There’s a truck stop in eastern Pennsylvania that sells the usual fare: burgers, fries, wraps, sandwiches. There is the occasional elevated offering like the Manuel Luis Echegoyen La Fiesta Burger, a beef patty topped with cotija, avocado, salsa verde and jalapeños. For the most part though, the menu is fairly uninspired, like a ham and cheese sandwich…on white.

But for the kitchen staff, creating each sandwich, no matter how simple, is a work of art, an opportunity to connect with another person. “The sandwich is your pulpit, it’s where you preach the gospel of good eating,” Rafael, one of the cooks, explains.

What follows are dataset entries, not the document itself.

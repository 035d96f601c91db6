use std::sync::Arc;

use pixels::{Error, Pixels, SurfaceTexture};
use winit::window::Window;

use crate::app::frame::{DrawCommand, RenderFrame, TextAnchor};
use crate::app::{Camera2D, Vec2};

use super::raster::{fill_rect, outline_rect};
use super::text::{draw_text, text_width_px};
use super::transform::{world_extent_to_screen, world_to_screen, Viewport};

pub struct Renderer {
    window: Arc<Window>,
    pixels: Pixels<'static>,
    viewport: Viewport,
}

impl Renderer {
    pub fn new(window: Arc<Window>) -> Result<Self, Error> {
        let size = window.inner_size();
        let pixels = Self::build_pixels(Arc::clone(&window), size.width.max(1), size.height.max(1))?;
        Ok(Self {
            window,
            pixels,
            viewport: Viewport {
                width: size.width,
                height: size.height,
            },
        })
    }

    pub fn resize(&mut self, width: u32, height: u32) -> Result<(), Error> {
        if width == 0 || height == 0 {
            return Ok(());
        }
        self.pixels = Self::build_pixels(Arc::clone(&self.window), width, height)?;
        self.viewport = Viewport { width, height };
        Ok(())
    }

    pub fn viewport(&self) -> Viewport {
        self.viewport
    }

    fn build_pixels(
        window: Arc<Window>,
        width: u32,
        height: u32,
    ) -> Result<Pixels<'static>, Error> {
        let surface = SurfaceTexture::new(width, height, window);
        Pixels::new(width, height, surface)
    }

    pub(crate) fn render_frame(&mut self, frame: &RenderFrame) -> Result<(), Error> {
        if self.viewport.width == 0 || self.viewport.height == 0 {
            return Ok(());
        }
        rasterize(self.pixels.frame_mut(), self.viewport, frame);
        self.pixels.render()
    }
}

pub(crate) fn rasterize(buffer: &mut [u8], viewport: Viewport, frame: &RenderFrame) {
    let clear_color = frame.clear_color();
    for chunk in buffer.chunks_exact_mut(4) {
        chunk.copy_from_slice(&clear_color);
    }
    let camera = frame.camera();
    for command in frame.world_commands() {
        draw_command(buffer, viewport, Some(camera), command);
    }
    for command in frame.hud_commands() {
        draw_command(buffer, viewport, None, command);
    }
}

fn draw_command(
    buffer: &mut [u8],
    viewport: Viewport,
    camera: Option<&Camera2D>,
    command: &DrawCommand,
) {
    let Viewport { width, height } = viewport;
    match command {
        DrawCommand::FillRect {
            origin,
            size,
            color,
        } => {
            let (x, y, w, h) = screen_rect(viewport, camera, *origin, *size);
            fill_rect(buffer, width, height, x, y, w, h, *color);
        }
        DrawCommand::OutlineRect {
            origin,
            size,
            color,
        } => {
            let (x, y, w, h) = screen_rect(viewport, camera, *origin, *size);
            outline_rect(buffer, width, height, x, y, w, h, *color);
        }
        DrawCommand::Text {
            anchor_point,
            anchor,
            text,
            color,
            scale,
        } => {
            let (mut x, y) = match camera {
                Some(camera) => world_to_screen(*anchor_point, camera, viewport),
                None => (anchor_point.x.round() as i32, anchor_point.y.round() as i32),
            };
            if *anchor == TextAnchor::TopCenter {
                x -= text_width_px(text, *scale) / 2;
            }
            draw_text(buffer, width, height, x, y, text, *color, *scale);
        }
    }
}

fn screen_rect(
    viewport: Viewport,
    camera: Option<&Camera2D>,
    origin: Vec2,
    size: Vec2,
) -> (i32, i32, i32, i32) {
    match camera {
        Some(camera) => {
            let (x, y) = world_to_screen(origin, camera, viewport);
            (
                x,
                y,
                world_extent_to_screen(size.x, camera),
                world_extent_to_screen(size.y, camera),
            )
        }
        None => (
            origin.x.round() as i32,
            origin.y.round() as i32,
            size.x.round() as i32,
            size.y.round() as i32,
        ),
    }
}

#[cfg(test)]
mod tests {
    use super::*;

    fn pixel(buffer: &[u8], width: u32, x: u32, y: u32) -> [u8; 4] {
        let offset = ((y * width + x) * 4) as usize;
        [
            buffer[offset],
            buffer[offset + 1],
            buffer[offset + 2],
            buffer[offset + 3],
        ]
    }

    #[test]
    fn world_rects_follow_the_camera_and_hud_rects_do_not() {
        let viewport = Viewport {
            width: 20,
            height: 20,
        };
        let mut frame = RenderFrame::new((20, 20));
        frame.set_clear_color([1, 1, 1, 255]);
        frame.set_camera(Camera2D {
            position: Vec2::new(100.0, 100.0),
            zoom: 1.0,
        });
        frame.world_rect(Vec2::new(100.0, 100.0), Vec2::new(2.0, 2.0), [200, 0, 0, 255]);
        frame.hud_rect(Vec2::new(0.0, 0.0), Vec2::new(2.0, 2.0), [0, 200, 0, 255]);

        let mut buffer = vec![0u8; 20 * 20 * 4];
        rasterize(&mut buffer, viewport, &frame);

        assert_eq!(pixel(&buffer, 20, 10, 10), [200, 0, 0, 255]);
        assert_eq!(pixel(&buffer, 20, 0, 0), [0, 200, 0, 255]);
        assert_eq!(pixel(&buffer, 20, 5, 15), [1, 1, 1, 255]);
    }

    #[test]
    fn hud_draws_over_world() {
        let viewport = Viewport {
            width: 4,
            height: 4,
        };
        let mut frame = RenderFrame::new((4, 4));
        frame.hud_rect(Vec2::new(0.0, 0.0), Vec2::new(4.0, 4.0), [0, 0, 9, 255]);
        frame.world_rect(Vec2::new(-100.0, -100.0), Vec2::new(400.0, 400.0), [9, 0, 0, 255]);

        let mut buffer = vec![0u8; 4 * 4 * 4];
        rasterize(&mut buffer, viewport, &frame);
        assert_eq!(pixel(&buffer, 4, 1, 1), [0, 0, 9, 255]);
    }
}
use engine::{Rgba, Tilemap, TilemapError, Vec2};
use thiserror::Error;

pub(crate) const TILE_SIZE: f32 = 48.0;
pub(crate) const MAP_WIDTH: u32 = 40;
pub(crate) const MAP_HEIGHT: u32 = 30;

/// Vertical offset between a chair tile origin and a seated character.
pub(crate) const SIT_OFFSET: f32 = 10.0;

#[derive(Debug, Clone, Copy, PartialEq, Eq, Hash)]
#[repr(u16)]
pub(crate) enum TileType {
    Floor = 0,
    Wall = 1,
    Grass = 2,
    Door = 3,
    Tombstone = 5,
    Altar = 6,
    Water = 7,
    Chair = 8,
    Carpet = 9,
    Path = 10,
    Desk = 11,
    Bench = 12,
    Tree = 13,
    Flower = 14,
    Candle = 15,
    Window = 16,
    Podium = 17,
}

impl TileType {
    pub(crate) const fn id(self) -> u16 {
        self as u16
    }

    pub(crate) fn from_id(id: u16) -> Option<Self> {
        let tile = match id {
            0 => Self::Floor,
            1 => Self::Wall,
            2 => Self::Grass,
            3 => Self::Door,
            5 => Self::Tombstone,
            6 => Self::Altar,
            7 => Self::Water,
            8 => Self::Chair,
            9 => Self::Carpet,
            10 => Self::Path,
            11 => Self::Desk,
            12 => Self::Bench,
            13 => Self::Tree,
            14 => Self::Flower,
            15 => Self::Candle,
            16 => Self::Window,
            17 => Self::Podium,
            _ => return None,
        };
        Some(tile)
    }

    /// Walls and desks stop movement; everything else can be walked over.
    pub(crate) const fn is_blocking(self) -> bool {
        matches!(self, Self::Wall | Self::Desk)
    }
}

#[derive(Debug, Clone, Copy, PartialEq, Eq, Hash)]
pub(crate) struct TileCoord {
    pub(crate) x: u32,
    pub(crate) y: u32,
}

impl TileCoord {
    pub(crate) const fn new(x: u32, y: u32) -> Self {
        Self { x, y }
    }

    pub(crate) fn origin(self) -> Vec2 {
        Vec2::new(self.x as f32 * TILE_SIZE, self.y as f32 * TILE_SIZE)
    }

    pub(crate) fn center(self) -> Vec2 {
        self.origin() + Vec2::new(TILE_SIZE / 2.0, TILE_SIZE / 2.0)
    }

    /// Where a character sprite sits when seated on this tile.
    pub(crate) fn seat_position(self) -> Vec2 {
        self.origin() - Vec2::new(0.0, SIT_OFFSET)
    }
}

#[derive(Debug, Clone, Copy, PartialEq, Eq)]
pub(crate) enum InteractableKind {
    Receptionist,
    NoticeBoard,
    Chair { seat: TileCoord },
    Priest,
}

#[derive(Debug, Clone, PartialEq, Eq)]
pub(crate) struct Interactable {
    pub(crate) id: String,
    pub(crate) cell: TileCoord,
    pub(crate) kind: InteractableKind,
    pub(crate) message: Option<&'static str>,
}

#[derive(Debug, Clone, Copy, PartialEq, Eq)]
pub(crate) struct Appearance {
    pub(crate) hat: Rgba,
    pub(crate) shirt: Rgba,
    pub(crate) pants: Rgba,
    pub(crate) skin: Rgba,
    pub(crate) has_hat: bool,
}

pub(crate) const fn hex(rgb: u32) -> Rgba {
    [(rgb >> 16) as u8, (rgb >> 8) as u8, rgb as u8, 255]
}

pub(crate) const SKIN: Rgba = hex(0xffdbac);

impl Default for Appearance {
    fn default() -> Self {
        Self {
            hat: hex(0xe4b85d),
            shirt: hex(0xf44336),
            pants: hex(0x1565c0),
            skin: SKIN,
            has_hat: true,
        }
    }
}

/// Seated decoration; never moves after generation.
#[derive(Debug, Clone, PartialEq)]
pub(crate) struct Npc {
    pub(crate) id: String,
    pub(crate) position: Vec2,
    pub(crate) appearance: Appearance,
}

#[derive(Debug, Error)]
pub(crate) enum MapError {
    #[error("generated map has an invalid shape: {0}")]
    Shape(#[from] TilemapError),
}

/// Immutable world data shared by movement, interaction and drawing.
#[derive(Debug, Clone)]
pub(crate) struct GameMap {
    tilemap: Tilemap,
    interactables: Vec<Interactable>,
    npcs: Vec<Npc>,
}

impl GameMap {
    pub(crate) fn new(
        width: u32,
        height: u32,
        tiles: &[TileType],
        interactables: Vec<Interactable>,
        npcs: Vec<Npc>,
    ) -> Result<Self, MapError> {
        let ids = tiles.iter().map(|tile| tile.id()).collect();
        let tilemap = Tilemap::new(width, height, TILE_SIZE, ids)?;
        Ok(Self {
            tilemap,
            interactables,
            npcs,
        })
    }

    pub(crate) fn width(&self) -> u32 {
        self.tilemap.width()
    }

    pub(crate) fn height(&self) -> u32 {
        self.tilemap.height()
    }

    pub(crate) fn tile(&self, x: u32, y: u32) -> Option<TileType> {
        self.tilemap.tile_at(x, y).and_then(TileType::from_id)
    }

    /// True when the grid cell containing `point` is outside the map or
    /// holds a blocking tile.
    pub(crate) fn blocks_point(&self, point: Vec2) -> bool {
        match self.tilemap.cell_at_world(point) {
            Some((x, y)) => self.tile(x, y).map_or(true, TileType::is_blocking),
            None => true,
        }
    }

    /// Registration order is preserved; proximity ties resolve to the first.
    pub(crate) fn interactables(&self) -> &[Interactable] {
        &self.interactables
    }

    pub(crate) fn npcs(&self) -> &[Npc] {
        &self.npcs
    }
}

/// Chapel interior in tile units, used for the "amen" chorus.
pub(crate) fn is_in_chapel(position: Vec2) -> bool {
    let tile_x = position.x / TILE_SIZE;
    let tile_y = position.y / TILE_SIZE;
    (10.0..=29.0).contains(&tile_x) && (6.0..=17.0).contains(&tile_y)
}

#[cfg(test)]
mod tests {
    use super::*;

    fn walled_map() -> GameMap {
        let mut tiles = vec![TileType::Floor; 9];
        tiles[4] = TileType::Wall;
        GameMap::new(3, 3, &tiles, Vec::new(), Vec::new()).expect("map")
    }

    #[test]
    fn tile_ids_round_trip_through_the_tilemap() {
        for tile in [TileType::Floor, TileType::Desk, TileType::Podium, TileType::Tombstone] {
            assert_eq!(TileType::from_id(tile.id()), Some(tile));
        }
        assert_eq!(TileType::from_id(4), None);
    }

    #[test]
    fn only_walls_and_desks_block() {
        assert!(TileType::Wall.is_blocking());
        assert!(TileType::Desk.is_blocking());
        assert!(!TileType::Door.is_blocking());
        assert!(!TileType::Water.is_blocking());
        assert!(!TileType::Bench.is_blocking());
    }

    #[test]
    fn points_outside_the_grid_block() {
        let map = walled_map();
        assert!(!map.blocks_point(Vec2::new(10.0, 10.0)));
        assert!(map.blocks_point(Vec2::new(60.0, 60.0)));
        assert!(map.blocks_point(Vec2::new(-1.0, 10.0)));
        assert!(map.blocks_point(Vec2::new(10.0, 144.0)));
    }

    #[test]
    fn shape_mismatch_is_reported() {
        let error = GameMap::new(2, 2, &[TileType::Floor], Vec::new(), Vec::new())
            .expect_err("mismatch");
        assert!(matches!(error, MapError::Shape(_)));
    }

    #[test]
    fn seat_position_sits_above_the_tile_origin() {
        assert_eq!(
            TileCoord::new(12, 10).seat_position(),
            Vec2::new(576.0, 470.0)
        );
        assert_eq!(TileCoord::new(0, 0).center(), Vec2::new(24.0, 24.0));
    }

    #[test]
    fn chapel_bounds_are_inclusive() {
        assert!(is_in_chapel(Vec2::new(10.0 * TILE_SIZE, 6.0 * TILE_SIZE)));
        assert!(is_in_chapel(Vec2::new(29.0 * TILE_SIZE, 17.0 * TILE_SIZE)));
        assert!(!is_in_chapel(Vec2::new(19.0 * TILE_SIZE, 26.0 * TILE_SIZE)));
    }

    #[test]
    fn hex_colors_expand_to_opaque_rgba() {
        assert_eq!(hex(0xffdbac), [0xff, 0xdb, 0xac, 255]);
    }
}
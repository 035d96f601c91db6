//! Ceremony director: a linear phase machine with one single-shot timer.
//!
//! Time only moves through [`CeremonyDirector::advance`]. Each phase arms at
//! most one timer on entry and entering a phase always drops whatever was
//! pending, so a transition can never fire against a ceremony it was not
//! armed for.

use std::time::Duration;

use tracing::{debug, info};

use super::chunker::chunk_text;
use super::funeral::{FuneralBoard, FuneralRequest};
use crate::app::config::CeremonyTimings;

#[derive(Debug, Clone, Copy, PartialEq, Eq, Hash)]
pub(crate) enum DirectorPhase {
    Idle,
    Arrival,
    Procession,
    BearersReturn,
    Preaching,
    PreAmen,
    Amen,
    Burial,
    BearersLeave,
    HearseLeave,
}

impl DirectorPhase {
    pub(crate) fn name(self) -> &'static str {
        match self {
            Self::Idle => "idle",
            Self::Arrival => "arrival",
            Self::Procession => "procession",
            Self::BearersReturn => "bearers_return",
            Self::Preaching => "preaching",
            Self::PreAmen => "pre_amen",
            Self::Amen => "amen",
            Self::Burial => "burial",
            Self::BearersLeave => "bearers_leave",
            Self::HearseLeave => "hearse_leave",
        }
    }
}

#[derive(Debug, Clone, Copy, PartialEq, Eq)]
enum TimerEvent {
    PhaseElapsed,
    SpeechStart,
    ChunkRead,
    ChunkGap,
}

#[derive(Debug, Clone, Copy)]
struct Timer {
    remaining: Duration,
    event: TimerEvent,
}

#[derive(Debug, Default)]
struct SpeechState {
    chunks: Vec<String>,
    cursor: usize,
    displayed: Option<usize>,
    started: bool,
}

#[derive(Debug)]
struct ActiveCeremony {
    request: FuneralRequest,
    phase: DirectorPhase,
    phase_elapsed: Duration,
    speech: SpeechState,
}

#[derive(Debug)]
pub(crate) struct CeremonyDirector {
    timings: CeremonyTimings,
    active: Option<ActiveCeremony>,
    timer: Option<Timer>,
    just_became_idle: bool,
}
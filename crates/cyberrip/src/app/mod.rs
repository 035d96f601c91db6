mod bootstrap;
mod config;
mod gameplay;
mod loop_runner;

pub(crate) use loop_runner::run;
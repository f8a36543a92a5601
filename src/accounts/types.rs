//! Account types and registration form validation.

use std::ops::RangeInclusive;

use chrono::{Duration, NaiveDate, NaiveDateTime};
use serde::{Deserialize, Serialize};

use crate::metrics::body;

/// Accepted height range for registration and profile updates (cm).
pub const HEIGHT_RANGE_CM: RangeInclusive<f64> = 100.0..=250.0;

/// Accepted weight range for registration and profile updates (kg).
pub const WEIGHT_RANGE_KG: RangeInclusive<f64> = 30.0..=200.0;

/// Users must be at least this many days old (8 years of 365 days).
const MIN_AGE_DAYS: i64 = 365 * 8;

/// A stored account row.
#[derive(Debug, Clone, PartialEq, Serialize, Deserialize)]
pub struct Account {
    /// Auto-assigned identifier
    pub id: i64,
    /// Unique login name
    pub username: String,
    /// PHC-encoded password hash
    #[serde(skip_serializing)]
    pub password_hash: String,
    /// Date of birth
    pub dob: NaiveDate,
    /// Height in centimeters
    pub height_cm: f64,
    /// Weight in kilograms
    pub weight_kg: f64,
    /// Administrator role flag
    pub is_admin: bool,
    /// When the account was created
    pub created_at: NaiveDateTime,
}

impl Account {
    /// Body-mass index from the stored height and weight.
    pub fn bmi(&self) -> f64 {
        body::bmi(self.weight_kg, self.height_cm)
    }
}

/// An account about to be inserted.
#[derive(Debug, Clone)]
pub struct NewAccount {
    pub username: String,
    pub password_hash: String,
    pub dob: NaiveDate,
    pub height_cm: f64,
    pub weight_kg: f64,
    pub is_admin: bool,
}

/// Registration form input, before hashing.
#[derive(Debug, Clone, PartialEq)]
pub struct Registration {
    pub username: String,
    pub password: String,
    pub dob: NaiveDate,
    pub height_cm: f64,
    pub weight_kg: f64,
}

impl Registration {
    /// Check the form against the ranges the registration widgets allow.
    pub fn validate(&self, today: NaiveDate) -> Result<(), String> {
        if self.username.trim().is_empty() {
            return Err("Username must not be empty".to_string());
        }
        if self.password.is_empty() {
            return Err("Password must not be empty".to_string());
        }
        if self.dob < earliest_dob() || self.dob > latest_dob(today) {
            return Err(format!(
                "Date of birth must be between {} and {}",
                earliest_dob(),
                latest_dob(today)
            ));
        }
        if !HEIGHT_RANGE_CM.contains(&self.height_cm) {
            return Err("Height must be between 100 and 250 cm".to_string());
        }
        if !WEIGHT_RANGE_KG.contains(&self.weight_kg) {
            return Err("Weight must be between 30 and 200 kg".to_string());
        }
        Ok(())
    }
}

/// Earliest selectable date of birth.
pub fn earliest_dob() -> NaiveDate {
    NaiveDate::from_ymd_opt(1950, 1, 1).unwrap_or(NaiveDate::MIN)
}

/// Latest selectable date of birth for the given day.
pub fn latest_dob(today: NaiveDate) -> NaiveDate {
    today - Duration::days(MIN_AGE_DAYS)
}
fn map_account_insert_error(err: rusqlite::Error, username: &str) -> DatabaseError {
    match err {
        rusqlite::Error::SqliteFailure(ref e, _)
            if e.extended_code == rusqlite::ffi::SQLITE_CONSTRAINT_UNIQUE =>
        {
            DatabaseError::DuplicateUsername(username.to_string())
        }
        e => DatabaseError::QueryFailed(e.to_string()),
    }
}

fn map_workout_insert_error(err: rusqlite::Error, user_id: i64) -> DatabaseError {
    match err {
        rusqlite::Error::SqliteFailure(ref e, _)
            if e.extended_code == rusqlite::ffi::SQLITE_CONSTRAINT_FOREIGNKEY =>
        {
            DatabaseError::NotFound(format!("Account {}", user_id))
        }
        e => DatabaseError::QueryFailed(e.to_string()),
    }
}

/// Intermediate struct for reading account rows from database.
struct AccountRow {
    id: i64,
    username: String,
    password_hash: String,
    dob: String,
    height_cm: f64,
    weight_kg: f64,
    is_admin: bool,
    created_at: String,
}

impl AccountRow {
    fn into_account(self) -> Result<Account, DatabaseError> {
        let dob = NaiveDate::parse_from_str(&self.dob, DATE_FORMAT).map_err(|e| {
            DatabaseError::DeserializationError(format!("Invalid date of birth: {}", e))
        })?;

        let created_at = NaiveDateTime::parse_from_str(&self.created_at, TIMESTAMP_FORMAT)
            .map_err(|e| {
                DatabaseError::DeserializationError(format!("Invalid created date: {}", e))
            })?;

        Ok(Account {
            id: self.id,
            username: self.username,
            password_hash: self.password_hash,
            dob,
            height_cm: self.height_cm,
            weight_kg: self.weight_kg,
            is_admin: self.is_admin,
            created_at,
        })
    }
}

/// Intermediate struct for reading workout rows from database.
struct WorkoutRow {
    id: i64,
    user_id: i64,
    recorded_at: String,
    duration_minutes: u32,
    heart_rate_bpm: u32,
    body_temp_c: f64,
    calories: f64,
}

impl WorkoutRow {
    fn into_workout(self) -> Result<WorkoutRecord, DatabaseError> {
        let recorded_at = NaiveDateTime::parse_from_str(&self.recorded_at, TIMESTAMP_FORMAT)
            .map_err(|e| {
                DatabaseError::DeserializationError(format!("Invalid workout timestamp: {}", e))
            })?;

        Ok(WorkoutRecord {
            id: self.id,
            user_id: self.user_id,
            recorded_at,
            duration_minutes: self.duration_minutes,
            heart_rate_bpm: self.heart_rate_bpm,
            body_temp_c: self.body_temp_c,
            calories: self.calories,
        })
    }
}

/// Database errors.
#[derive(Debug, Error)]
pub enum DatabaseError {
    #[error("Failed to connect to database: {0}")]
    ConnectionFailed(String),

    #[error("IO error: {0}")]
    IoError(String),

    #[error("Migration failed: {0}")]
    MigrationFailed(String),

    #[error("Query failed: {0}")]
    QueryFailed(String),

    #[error("Record not found: {0}")]
    NotFound(String),

    #[error("Username already exists: {0}")]
    DuplicateUsername(String),

    #[error("Deserialization error: {0}")]
    DeserializationError(String),
}
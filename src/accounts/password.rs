//! Salted password hashing with Argon2id.

use argon2::{
    password_hash::{rand_core::OsRng, PasswordHash, PasswordHasher, PasswordVerifier, SaltString},
    Argon2,
};

use super::auth::AuthError;

/// Hash a password with a fresh random salt, returning a PHC string.
pub fn hash_password(password: &str) -> Result<String, AuthError> {
    let salt = SaltString::generate(&mut OsRng);
    Argon2::default()
        .hash_password(password.as_bytes(), &salt)
        .map(|hash| hash.to_string())
        .map_err(|e| AuthError::Hashing(e.to_string()))
}

/// Check a password against a stored PHC string.
///
/// A stored value that does not parse never verifies.
pub fn verify_password(password: &str, stored: &str) -> bool {
    let parsed = match PasswordHash::new(stored) {
        Ok(parsed) => parsed,
        Err(e) => {
            tracing::warn!("Stored password hash is malformed: {}", e);
            return false;
        }
    };

    Argon2::default()
        .verify_password(password.as_bytes(), &parsed)
        .is_ok()
}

Welcome to Clyde’s the truck-stop setting for Lynn Nottage’s play of the same name. In it, characters may be talking about sandwiches (and describing some mouthwatering ones), but the story is really about any art.

“I think the play is very intentionally about creative expression and having room to shape your own narrative through art,” Nottage told the Los Angeles Times. “That is really at its core. How do you take the simple ingredients that you have in front of you and create something that is singular and special? Something that when people bite into it, they understand fully who you are and you have a communion.”

Nottage has been seeking communion with audiences for years with plays such as Intimate Apparel, about a black seamstress at the turn of the 20th century; and Ruined (produced by DCPA Theatre Company in 2011), about women in the Congo. More recently she wrote the book for MJ, a jukebox musical about pop star Michael Jackson (touring to Denver in April 2024). Along the way, she’s scooped up two Pulitzer Prizes. Clyde’s might be her most popular play to date. It was the most produced show of 2022 and seems apropos for a society emerging out of lockdown. The truck stop, the play tells us, is a liminal space.

“You here cause you done run outta options, ain’t nobody gonna hire you except for Clyde,” Letitia, another one of the cooks explains. “Cuz if you here, you done something. We all done something. And we just biding our time ’till we can get to another place.”

Everyone working at Clyde’s was once incarcerated, and most of them are now just stuck, marking time: Owner Clyde refuses to change her restaurant, Letita circles back to old flames, Rafael has a stalled love story, and another chef, Jason, is trying to escape a racist past tattooed all over his body.

Jason may be familiar to some audiences. He’s a character in Nottage’s play Sweat (produced by DCPA Theatre Company in 2019), about a factory shutting down in Reading, Pennsylvania.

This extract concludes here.